Indian scientists have developed a candidate vaccine against the coronavirus disease that remains active after long-term storage at room temperature, raising hopes for novel vaccines that would not need low-temperature cold chain demanded by most vaccines.
Researchers at the Indian Institute of Science, Bangalore, and collaborators in Faridabad and Thiruvananthapuram have designed a protein-based vaccine candidate formulation that they say looks promising and remains active at 37°C for over four weeks.
Cold storage temperature for routine immunisation vaccines is typically 2 to 8°C and can be much lower for some vaccines.
Their vaccine candidate uses a small fragment of the so-called spike surface protein of SARS-CoV-2, the virus that causes Covid-19, to stimulate the immune system into making neutralising antibodies against the virus. In studies in guinea pigs, the vaccine generated antibody levels comparable to those observed from several other vaccine candidates currently under clinical trials worldwide.
Almost all vaccine candidates against SARS-CoV-2 under development need refrigeration or are in a frozen state before they are administered. Public health experts view the need for a low-temperature supply chain as a major challenge for vaccine delivery, particularly in the rural areas of low and middle-income countries.
“The protein fragment we’ve used in our candidate vaccine elicits antibodies and it is stable at room temperature,” Raghavan Varadarajan, a senior scientist at the IISc molecular biophysics unit who led the research, told The Telegraph.
The stability at 37°C for at least four weeks would be a major advantage in efforts to distribute a vaccine in rural areas that lack low-temperature storage facilities. Varadarajan and his colleagues published their findings in the Journal of Biological Chemistry on Thursday.
The scientists have sought funding from the Indian government for downstream development — more exhaustive pre-clinical studies in animals and toxicity studies that are critical prerequisites ahead of human clinical trials.
For the animal studies, the IISc group partnered with a Bangalore-based start-up Mynvax. The other collaborators are based at the Indian Institute of Science, Education and Research in Thiruvananthapuram and the Translational Health Science and Technology Institute, Faridabad.

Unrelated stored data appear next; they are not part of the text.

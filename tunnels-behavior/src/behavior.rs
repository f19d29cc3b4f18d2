//! The capability every concrete behavior implements.

use std::sync::Arc;

use tokio::task::JoinHandle;

use crate::error::BehaviorResult;
use crate::peer::{PeerConnection, PeerId};
use crate::resource::{Resource, ResourceRegistry, TaskResource};

/// A protocol-handling module attachable to a peer connection.
///
/// Implementors hold their configuration and whatever per-connection state
/// they need. They never manage attachment themselves: wrap them in a
/// [`BehaviorHandle`](crate::BehaviorHandle), which serializes attach and
/// detach and owns the resources registered during setup.
///
/// Hooks run while the handle's lock is held. They must not call back into
/// the same handle.
pub trait Behavior: Sized + Send + 'static {
    /// Name of the behavior kind. At most one behavior of a kind per peer.
    const KIND: &'static str;

    /// Start observing the peer. Called once per attach, unless the peer was
    /// already disconnected.
    fn setup(&mut self, ctx: &mut AttachContext<'_>) -> BehaviorResult<()>;

    /// Stop observing the peer. Called once per detach. Registered resources
    /// are released after this returns, whatever it returns.
    fn teardown(&mut self, ctx: &mut DetachContext<'_>) -> BehaviorResult<()>;

    /// Copy the configuration into a fresh, unattached behavior.
    ///
    /// Per-connection state must not be carried over.
    fn clone_config(&self) -> Self;
}

/// What a behavior sees during setup.
pub struct AttachContext<'a> {
    peer: &'a Arc<dyn PeerConnection>,
    resources: &'a mut ResourceRegistry,
}

impl<'a> AttachContext<'a> {
    pub(crate) fn new(
        peer: &'a Arc<dyn PeerConnection>,
        resources: &'a mut ResourceRegistry,
    ) -> Self {
        Self { peer, resources }
    }

    /// The peer being attached to.
    pub fn peer(&self) -> &Arc<dyn PeerConnection> {
        self.peer
    }

    /// Identity of the peer being attached to.
    pub fn peer_id(&self) -> PeerId {
        self.peer.id()
    }

    /// Register a resource to release at detach.
    pub fn register(&mut self, resource: Box<dyn Resource>) {
        self.resources.register(resource);
    }

    /// Register a closure to run at detach.
    pub fn register_fn<F>(&mut self, name: impl Into<String>, release_fn: F)
    where
        F: FnOnce() -> BehaviorResult<()> + Send + 'static,
    {
        self.resources.register_fn(name, release_fn);
    }

    /// Register a spawned task to abort at detach.
    pub fn register_task(&mut self, name: impl Into<String>, handle: JoinHandle<()>) {
        self.resources
            .register(Box::new(TaskResource::new(name, handle)));
    }

    /// Number of resources registered so far.
    pub fn resource_count(&self) -> usize {
        self.resources.len()
    }
}

/// What a behavior sees during teardown.
pub struct DetachContext<'a> {
    peer: &'a Arc<dyn PeerConnection>,
    setup_ran: bool,
}

impl<'a> DetachContext<'a> {
    pub(crate) fn new(peer: &'a Arc<dyn PeerConnection>, setup_ran: bool) -> Self {
        Self { peer, setup_ran }
    }

    /// The peer being detached from.
    pub fn peer(&self) -> &Arc<dyn PeerConnection> {
        self.peer
    }

    /// Identity of the peer being detached from.
    pub fn peer_id(&self) -> PeerId {
        self.peer.id()
    }

    /// Whether setup ran for this attachment.
    ///
    /// False when the peer was already disconnected at attach time.
    pub fn setup_ran(&self) -> bool {
        self.setup_ran
    }
}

The researchers say the timeline for further development would hinge on funding. Accelerated pre-clinical and toxicity studies can typically take two to three months. The speed of efforts to develop vaccines against SARS-CoV-2 has been unprecedented. The very first vaccine candidate emerged only about two months after scientists had published the SARS-CoV-2 genome sequence.
Three other vaccine candidates are already under clinical trials in India — an inactivated vaccine from the Hyderabad-based Bharat Biotech,
a DNA vaccine from Ahmedabad-based Zydus Cadila and an adenovirus-based vaccine developed by Oxford researchers.
“The more diverse the vaccine strategies in play, the better the chances of success,” said a senior vaccine researcher not associated with the IISc effort. “Until a vaccine is proven effective in protecting against the disease, no one knows which one will make it.”